MMBlog

Monday, October 23, 2023

When Buffalo Ran: A Frontier Classic of Childhood on the Plains -- by George Bird Grinnell

 



There's plenty of potential in this book first published in 1920 by Yale University Press. I gave it four stars, but I question my own decision-making sometimes. It's a strong four.

This space and airy simple, but effective tale of the life of Wikis, growing into a warrior when his people needed him the most out on The Great Plains against other tribes, the US Cavalry, hunger, and injury, pursuing food is only 114 pages. It could easily be a (YA) Young Adult Book long before literary agents came up with the term. It could also easily be used as a scriptwriter's base for a movie, or documentary.

Oddly George Bird Grinnell's book doesn't clearly, or firmly, name Wiki's tribe, but they were friends of the Arapaho. It was with the Arapaho that Wiki had his first successful raid, and the Plains Indian situation was better understood, too. Each tribe had its own allies but was basically an island of people.

Grinnell was a New Yorker, but went on some hunts out west, led by Pawnee scouts, and he is credited with being an influential conservationist. Good enough to influence Teddy Roosevelt.

This is a book that I inherited from my Mom. Thanks Mom.

Saturday, October 21, 2023

Ghost Train To The Eastern Star -- by Paul Theroux

 



Paul Theroux can be counted on to deliver clever content, and interesting observations. He upped his game in this one, extending to more personal revelations, and about other writers. He gave brief reviews of the books and authors he was reading while traveling, and conducted walking interviews with authors Haruki Murakami and Pico Iyer after he finally arrived in Japan.

It was impossible to not learn some things when he talked to Murakami and Iyer about writing, the writers' lives, and Japan. If he hasn't already, he could probably create a lucrative new genre in walking writer biographies. Both of these read well.

After Japan Theroux visited Perm, Russia. It wasn't for his hair, but there were some hair-raising instances, learning about the Gulag system. He toured the area with some local experts, and a translator. His descriptive powers didn't fail him there, either.

This trip encompassed so much of Eurasia that it warranted a two-page map, using rail lines between London and Japan. I get the impression that he got a very good advance to write this for Penguin Books, published in 2009. He started by going through the Southwestern part of Eurasia, and into India and Southeast Asia, briefly in China before going to Japan. He met and talked to many interesting people along the way. He always does.
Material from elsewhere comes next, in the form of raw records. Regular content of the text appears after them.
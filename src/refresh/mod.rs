//! Refresh orchestration
//!
//! `RefreshJob` owns the cache store, the registered sources, and the
//! collaborator seams (loader, parser, validator). One `refresh()` call runs
//! the three-stage pipeline for every source; `synchronize()` promotes
//! pending values to the baseline; `summary()` reports per-stage states.

mod download;
mod parsing;
mod validate;

use crate::cache::CacheStore;
use crate::config::JobConfig;
use crate::error::TlResult;
use crate::loader::{DataLoader, FileCacheLoader, HttpDataLoader};
use crate::parser::{JsonListParser, ListParser};
use crate::source::Source;
use crate::summary::{JobSummary, SourceSummary};
use crate::validation::{FingerprintValidator, ListValidator};
use futures_util::future::join_all;
use std::sync::Arc;
use std::time::Duration;
use tracing::{debug, info};

/// Default per-source fetch deadline
pub const DEFAULT_FETCH_TIMEOUT: Duration = Duration::from_secs(60);

/// Per-cycle outcome of one stage for one source
#[derive(Debug, Clone, Copy, PartialEq, Eq)]
pub(crate) enum StageOutcome {
    /// A new value was computed and stored
    Updated,
    /// The stage ran (or was gated by digests) and the value is unchanged
    Unchanged,
    /// The attempt failed; the error is recorded on the entry
    Failed,
    /// No usable upstream value exists; the stage did not run
    Skipped,
}

/// The trusted list refresh pipeline
///
/// Failures during a refresh never surface to the caller; they are recorded
/// on the affected (source, stage) cache entry and visible in the summary.
pub struct RefreshJob {
    store: CacheStore,
    sources: Vec<Source>,
    loader: Arc<dyn DataLoader>,
    parser: Arc<dyn ListParser>,
    validator: Arc<dyn ListValidator>,
    fetch_timeout: Duration,
}

impl Default for RefreshJob {
    fn default() -> Self {
        Self::new()
    }
}

impl RefreshJob {
    /// Create a job with the default collaborator stack
    ///
    /// HTTP loading, JSON parsing, fingerprint validation. Swap any of them
    /// with the setters.
    pub fn new() -> Self {
        Self {
            store: CacheStore::new(),
            sources: vec![],
            loader: Arc::new(HttpDataLoader::new()),
            parser: Arc::new(JsonListParser::new()),
            validator: Arc::new(FingerprintValidator::new()),
            fetch_timeout: DEFAULT_FETCH_TIMEOUT,
        }
    }

    /// Create a job from configuration
    ///
    /// Wraps the HTTP loader in an on-disk document cache at the configured
    /// directory and registers the configured sources.
    pub fn from_config(config: JobConfig) -> Self {
        let http = Arc::new(HttpDataLoader::new());
        let loader = Arc::new(FileCacheLoader::new(
            http,
            config.cache_dir(),
            config.cache_expiration(),
        ));

        let mut job = Self::new();
        job.fetch_timeout = config.fetch_timeout();
        job.loader = loader;
        job.sources = config.sources;
        job
    }

    /// Replace the registered source set
    ///
    /// Cache entries of sources no longer registered stay in place until
    /// explicitly evicted.
    pub fn set_sources(&mut self, sources: Vec<Source>) {
        self.sources = sources;
    }

    /// Replace the document loader
    pub fn set_data_loader(&mut self, loader: Arc<dyn DataLoader>) {
        self.loader = loader;
    }

    /// Replace the structural parser
    pub fn set_parser(&mut self, parser: Arc<dyn ListParser>) {
        self.parser = parser;
    }

    /// Replace the signature/compliance validator
    pub fn set_validator(&mut self, validator: Arc<dyn ListValidator>) {
        self.validator = validator;
    }

    /// Set the per-source fetch deadline
    pub fn set_fetch_timeout(&mut self, fetch_timeout: Duration) {
        self.fetch_timeout = fetch_timeout;
    }

    /// The registered sources, in registration order
    pub fn sources(&self) -> &[Source] {
        &self.sources
    }

    /// Run one full pipeline pass over all registered sources
    ///
    /// List-of-lists sources are processed before plain lists so that a
    /// caller resolving eligibility from the LOTL sees its fresh state.
    /// Sources within a group run concurrently, each under its own lock;
    /// the three stages of one source run strictly in order.
    pub async fn refresh(&self) {
        info!("Refreshing {} trusted list sources", self.sources.len());

        let (lotl, tl): (Vec<&Source>, Vec<&Source>) =
            self.sources.iter().partition(|s| s.kind.is_lotl());

        join_all(lotl.into_iter().map(|s| self.refresh_source(s))).await;
        join_all(tl.into_iter().map(|s| self.refresh_source(s))).await;
    }

    async fn refresh_source(&self, source: &Source) {
        let entries = self.store.entries_for(&source.id).await;
        let mut guard = entries.lock().await;
        let entries = &mut *guard;

        let downloaded = download::run(
            &mut entries.download,
            source,
            self.loader.as_ref(),
            self.parser.as_ref(),
            self.fetch_timeout,
        )
        .await;
        if downloaded == StageOutcome::Failed {
            // A download error gates the cycle; downstream entries keep
            // whatever state they already held
            return;
        }

        let parsed = parsing::run(
            &entries.download,
            &mut entries.parsing,
            source,
            self.parser.as_ref(),
        );
        if parsed == StageOutcome::Failed {
            if downloaded == StageOutcome::Updated {
                // The upstream content changed but could not be re-parsed:
                // the published validation result no longer describes it
                debug!("Source {} validation mirrors changed download", source.id);
                entries.validation.mirror_upstream_change();
            }
            return;
        }

        validate::run(
            &entries.parsing,
            &mut entries.validation,
            source,
            self.validator.as_ref(),
        );
    }

    /// Promote all pending stage values to the published baseline
    pub async fn synchronize(&self) {
        debug!("Synchronizing cache baselines");
        self.store.synchronize_all().await;
    }

    /// Snapshot the per-source, per-stage cache states
    ///
    /// A pure read: reports exactly what the last refresh recorded, without
    /// creating or touching entries.
    pub async fn summary(&self) -> JobSummary {
        let mut sources = Vec::with_capacity(self.sources.len());
        for source in &self.sources {
            let snapshot = match self.store.get(&source.id).await {
                Some(handle) => SourceSummary::from_entries(source, &*handle.lock().await),
                None => SourceSummary::unrefreshed(source),
            };
            sources.push(snapshot);
        }
        JobSummary { sources }
    }

    /// The published baseline parse for a source, if one was synchronized
    ///
    /// This is what trust-anchor construction reads; values landed by a
    /// refresh stay invisible here until [`synchronize`](Self::synchronize).
    pub async fn published_list(&self, source_id: &str) -> Option<Arc<crate::list::ParsedList>> {
        let handle = self.store.get(source_id).await?;
        let entries = handle.lock().await;
        entries.parsing.published().cloned()
    }

    /// The published baseline validation result for a source
    pub async fn published_validation(
        &self,
        source_id: &str,
    ) -> Option<Arc<crate::validation::ValidationResult>> {
        let handle = self.store.get(source_id).await?;
        let entries = handle.lock().await;
        entries.validation.published().cloned()
    }

    /// Remove the cache entries of a source
    ///
    /// The only way entries leave the store; deregistering a source via
    /// `set_sources` does not evict. Returns whether entries existed.
    pub async fn evict_source(&self, source_id: &str) -> bool {
        self.store.evict(source_id).await
    }

    /// Force recomputation of all three stages for a source on the next
    /// refresh, keeping the published baselines observable
    pub async fn invalidate_source(&self, source_id: &str) -> TlResult<()> {
        let handle = self
            .store
            .get(source_id)
            .await
            .ok_or_else(|| crate::error::TlError::UnknownSource(source_id.to_string()))?;
        let mut entries = handle.lock().await;
        entries.download.invalidate();
        entries.parsing.invalidate();
        entries.validation.invalidate();
        Ok(())
    }
}
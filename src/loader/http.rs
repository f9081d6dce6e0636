//! HTTP document loader
//!
//! Fetches list bytes over HTTPS with a blocking `ureq` agent, run on the
//! blocking pool so the async refresh loop is never stalled by a slow
//! server. The agent carries its own global timeout; the download stage
//! additionally enforces the per-source deadline.

use crate::error::{TlError, TlResult};
use crate::loader::DataLoader;
use async_trait::async_trait;
use std::time::Duration;
use tracing::debug;

/// Default whole-request timeout for the underlying agent
pub const DEFAULT_HTTP_TIMEOUT: Duration = Duration::from_secs(30);

/// Loader fetching documents over HTTP(S)
#[derive(Clone)]
pub struct HttpDataLoader {
    agent: ureq::Agent,
}

impl HttpDataLoader {
    /// Create a loader with the default request timeout
    pub fn new() -> Self {
        Self::with_timeout(DEFAULT_HTTP_TIMEOUT)
    }

    /// Create a loader with a custom whole-request timeout
    pub fn with_timeout(timeout: Duration) -> Self {
        let agent: ureq::Agent = ureq::Agent::config_builder()
            .timeout_global(Some(timeout))
            .build()
            .into();
        Self { agent }
    }
}

impl Default for HttpDataLoader {
    fn default() -> Self {
        Self::new()
    }
}

#[async_trait]
impl DataLoader for HttpDataLoader {
    async fn fetch(&self, url: &str) -> TlResult<Vec<u8>> {
        let agent = self.agent.clone();
        let request_url = url.to_string();

        let bytes = tokio::task::spawn_blocking(move || -> TlResult<Vec<u8>> {
            let mut response = agent
                .get(&request_url)
                .call()
                .map_err(|e| TlError::fetch(&request_url, e.to_string()))?;
            response
                .body_mut()
                .read_to_vec()
                .map_err(|e| TlError::fetch(&request_url, e.to_string()))
        })
        .await
        .map_err(|e| TlError::fetch(url, format!("fetch task failed: {}", e)))??;

        debug!("Fetched {} bytes from {}", bytes.len(), url);
        Ok(bytes)
    }
}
My reading was greatly interrupted overseas, by love, dating, marriage, eventual fatherhood, and moving back to the U.S., after my 2010-2016 teaching stint roughly between Hong Kong and Macau. I'm still not sure that returning to the U.S. was a good move. I was teaching in China, and it was a good lifestyle. I loved teaching, but China was changing, and it didn't seem for the better. Now there's a lot of discomforting saber-rattling over Taiwan, and the age discrimination here is pretty bad, too.

I think I bought my copy of Ghost Train To The Eastern Star on my last single man's hurrah in Chiang Mai, Thailand in early 2011 between semesters at United international College. Somewhere around here is that copy of Kim that I bought in India in 2005. I'm very glad there's always something, somewhere to read. I'm also glad for writing quality which authors like Theroux consistently bring us.    

Five stars out of five.

Sunday, October 15, 2023

Captain From Castile -- by Samuel Shellabarger



Sometimes a lot of well-used and well-edited words make words harder to come by, and this is one of those occasions.

Author Samuel Shellabarger's masterful work on this fast gallop of a great read makes me feel sorry for anyone who didn't look up the publication year here of 1945 when the world was still at war. People were tired of all the bloodshed, oppression, mass murders, heavy bombing deaths, and ideologies like Nazism, which turned many stomachs when the world learned of the death camps. I think Shellabarger might've been thinking of those camps when he addressed the Inquisition. There were many things very much in peoples' minds and eyesight. Death was, and has been around for years, and Captain From Castile did not shy away. I usually read the publication dates because they can, and often influence an author's approach to their book. Empathy is always important.

The conquest of the Aztecs was equally bloody, and was not short of bloodshed. The Aztec ritual sacrificing of prisoners and cannibalism, after cutting their hearts out was not ignored, but some research says it was likely less massive and systematic than in these pages, but part of daily life in pre-Colombian times, nevertheless.

1945 was hardly 2023, and an intelligent reader should know that there are serious differences socially, and in other senses. I read it for various reasons, including my need to read top-level content, and it delivered very nicely. Shellabarger connected all of the paragraphs, words, and sentences superbly. It was easy to keep on reading past chapter breaks until falling asleep with the light still on. Only a few rare word choices slowed that fast gallop for an instant.

It had all the elements, evil villains, romance, drama, history, and heroes. I can easily recommend it, if you can find a copy. I got one through my most consistent supplier with the original cover still clinging to the book, despite some very weak spots in the creases.